The current hot GUI toolkit for ruby is Fox, but the current version isn't in Debian, so I decided to give Ruby's GTK bindings a try. Of course, it wasn't available for Ruby 1.8 in sid either, but at least GTK itself was, and (amazingly enough), it was trivial to build. And it worked. I was stunned.

Here's an example--suppose you want to build a text box with horizontal and vertical scroll bars. In TK it's easy--just create a text field, then a horizontal scroll bar, and then a vertical scroll bar, then tie them together, then put them into a grid layout thingy and tweak it so that it doesn't try to shove one scrollbar or the other into the bottom corner. Piece of cake, if you don't mind typing 10 lines of code and remembering how the grid layout engine works. Got GTK in Ruby, it looks more like this:

    win=Gtk::TextView.new
    scroll=Gtk::ScrolledWindow.new
    scroll.add(win)

That's it; from here on, you can deal with 'scroll' when it comes to layout; it encapsulates 'win' so that you never need to worry about it again. Gtk::ScrolledWindow automatically attaches the scrollbars to whatever you shove inside it. If you only want horizontal or vertical scrollbars, there are simple method calls for that. All in all, it just works. If you want to use 'win' for displaying text, but don't want the user to enter text, then call 'win.editable=false'. Line wrapping, margins, and pretty much everything else is similar. Callbacks largely work as you'd expect in ruby, via anonymous code blocks and yield.

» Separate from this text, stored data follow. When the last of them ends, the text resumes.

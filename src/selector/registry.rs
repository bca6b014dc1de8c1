//! Registry of the open time-control prompts.

use std::{collections::HashMap, sync::Arc, time::Duration};

use log::{debug, info};
use tokio::{
    sync::Mutex,
    time::{self, Instant},
};

use crate::selector::{
    preset::TimeControlPreset,
    state::{SelectError, Selector},
};

/// A preset picked by the issuer of a prompt.
#[derive(Debug, Clone, PartialEq, Eq)]
pub struct Selection {
    pub preset: &'static TimeControlPreset,
    /// Room the prompt was posted in
    pub room_id: String,
}

/// Open prompts, keyed by the event id of the prompt message.
///
/// A selector leaves the registry as soon as it is dispatched or expired, so
/// reactions to a closed prompt find nothing. The lock makes sure a prompt is
/// dispatched at most once and never after it expired.
#[derive(Clone)]
pub struct SelectorRegistry {
    selectors: Arc<Mutex<HashMap<String, Selector>>>,
    timeout: Duration,
}

impl SelectorRegistry {
    /// Creates an empty registry whose prompts expire after `timeout`.
    pub fn new(timeout: Duration) -> Self {
        SelectorRegistry {
            selectors: Arc::new(Mutex::new(HashMap::new())),
            timeout,
        }
    }

    /// Registers the prompt `event_id` and schedules its expiry.
    pub async fn open(&self, event_id: &str, issuer: &str, room_id: &str) {
        let selector = Selector::new(issuer, room_id, Instant::now(), self.timeout);
        self.selectors
            .lock()
            .await
            .insert(event_id.to_owned(), selector);
        info!(
            "time control prompt {} opened for {} in {}",
            event_id, issuer, room_id
        );

        let selectors = Arc::clone(&self.selectors);
        let event_id = event_id.to_owned();
        let timeout = self.timeout;
        tokio::spawn(async move {
            time::sleep(timeout).await;
            let mut selectors = selectors.lock().await;
            if let Some(mut selector) = selectors.remove(&event_id)
                && selector.expire()
            {
                info!("time control prompt {} expired", event_id);
            }
        });
    }

    /// Applies a reaction to the prompt `event_id`.
    ///
    /// Returns `None` when no prompt is open under this id. Terminal outcomes
    /// remove the prompt from the registry.
    pub async fn select(
        &self,
        event_id: &str,
        user_id: &str,
        key: &str,
    ) -> Option<Result<Selection, SelectError>> {
        let mut selectors = self.selectors.lock().await;
        let selector = selectors.get_mut(event_id)?;

        let result = selector
            .select(user_id, key, Instant::now())
            .map(|preset| Selection {
                preset,
                room_id: selector.room_id.clone(),
            });

        if selector.is_terminal() {
            selectors.remove(event_id);
        }
        debug!("reaction {} by {} on {}: {:?}", key, user_id, event_id, result);

        Some(result)
    }

    /// Number of prompts still waiting for a selection.
    #[cfg(test)]
    pub async fn len(&self) -> usize {
        self.selectors.lock().await.len()
    }

    /// Whether the prompt `event_id` is open, without waiting for the lock.
    #[cfg(test)]
    pub fn is_open(&self, event_id: &str) -> bool {
        self.selectors
            .try_lock()
            .is_ok_and(|selectors| selectors.contains_key(event_id))
    }
}

#[cfg(test)]
mod tests {
    use super::*;

    const ALICE: &str = "@alice:example.com";
    const ROOM: &str = "!room:example.com";

    #[tokio::test]
    async fn test_select_and_remove() {
        let registry = SelectorRegistry::new(Duration::from_secs(180));
        registry.open("$prompt", ALICE, ROOM).await;

        let selection = registry
            .select("$prompt", ALICE, "6\u{fe0f}\u{20e3}")
            .await
            .unwrap()
            .unwrap();

        assert_eq!(selection.preset.label, "5+0 blitz");
        assert_eq!(selection.room_id, ROOM);
        assert_eq!(registry.len().await, 0);
        assert!(
            registry
                .select("$prompt", ALICE, "6\u{fe0f}\u{20e3}")
                .await
                .is_none()
        );
    }

    #[tokio::test]
    async fn test_reaction_from_other_user_keeps_prompt_open() {
        let registry = SelectorRegistry::new(Duration::from_secs(180));
        registry.open("$prompt", ALICE, ROOM).await;

        let result = registry
            .select("$prompt", "@bob:example.com", "1\u{fe0f}\u{20e3}")
            .await
            .unwrap();

        assert_eq!(result, Err(SelectError::NotIssuer));
        assert_eq!(registry.len().await, 1);

        let selection = registry
            .select("$prompt", ALICE, "1\u{fe0f}\u{20e3}")
            .await
            .unwrap();
        assert!(selection.is_ok());
    }

    #[tokio::test]
    async fn test_unknown_prompt() {
        let registry = SelectorRegistry::new(Duration::from_secs(180));

        assert!(
            registry
                .select("$missing", ALICE, "1\u{fe0f}\u{20e3}")
                .await
                .is_none()
        );
    }

    #[tokio::test]
    async fn test_selection_after_timeout() {
        let registry = SelectorRegistry::new(Duration::from_millis(20));
        registry.open("$prompt", ALICE, ROOM).await;

        time::sleep(Duration::from_millis(60)).await;

        // Either the expiry task already removed the prompt or the late
        // selection is rejected, nothing is ever dispatched.
        let result = registry.select("$prompt", ALICE, "1\u{fe0f}\u{20e3}").await;
        assert!(matches!(result, None | Some(Err(SelectError::TimedOut))));
        assert_eq!(registry.len().await, 0);
    }

    #[tokio::test]
    async fn test_late_selection_before_expiry_task() {
        let registry = SelectorRegistry::new(Duration::from_millis(20));
        registry.open("$prompt", ALICE, ROOM).await;

        // Hold the lock past the deadline so the expiry task cannot run first.
        let guard = registry.selectors.lock().await;
        std::thread::sleep(Duration::from_millis(40));
        drop(guard);

        let result = registry.select("$prompt", ALICE, "1\u{fe0f}\u{20e3}").await;
        assert_eq!(result, Some(Err(SelectError::TimedOut)));
        assert_eq!(registry.len().await, 0);
    }
}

Plus, best of all, there's documentation. It's not perfect, or even 100% complete, but it was good enough for me to be able to churn out a non-trival application (dynamically-created tabs, multiple frames, multhreading, collapsing tree widgets, etc) in about a day and a half. Since I'm not really a GUI person, that seems entirely reasonable.

This is the fourth GUI toolkit that I've used enough to churn out a small application. I started with Windows somewhere around the time of 2.1 or so (back when Excel came with a free copy of Windows :-), before MSFC or .NET or whatever they're using these days. 'Hello World' was around 30 lines of code. Enough said. After that, I used Motif a bit. It was better, but still painful, and it ate a horrific amount of memory for 1994 or so. I used TCL/TK briefly in 1996 or so; it was a lot easier to code in, but TK is so limited, and it's difficult to get it to do things that it doesn't want to do. GTK seems a lot better; it's clearly a full-sized GUI toolkit, but it's easy to write small stuff in it. It's flexible enough--one thing I needed for this ap was "sticky" text windows, where they'd auto-scroll to the bottom when I inserted new text if they were at the bottom before I inserted anything. That took about 5 lines of code, most of which is if/then logic. It only actually took two GTK calls to figure out if I was at the bottom, and 1 call to move the scrollbar.

I may have finally found a GUI I can live with. Amazing. It only took 15 years.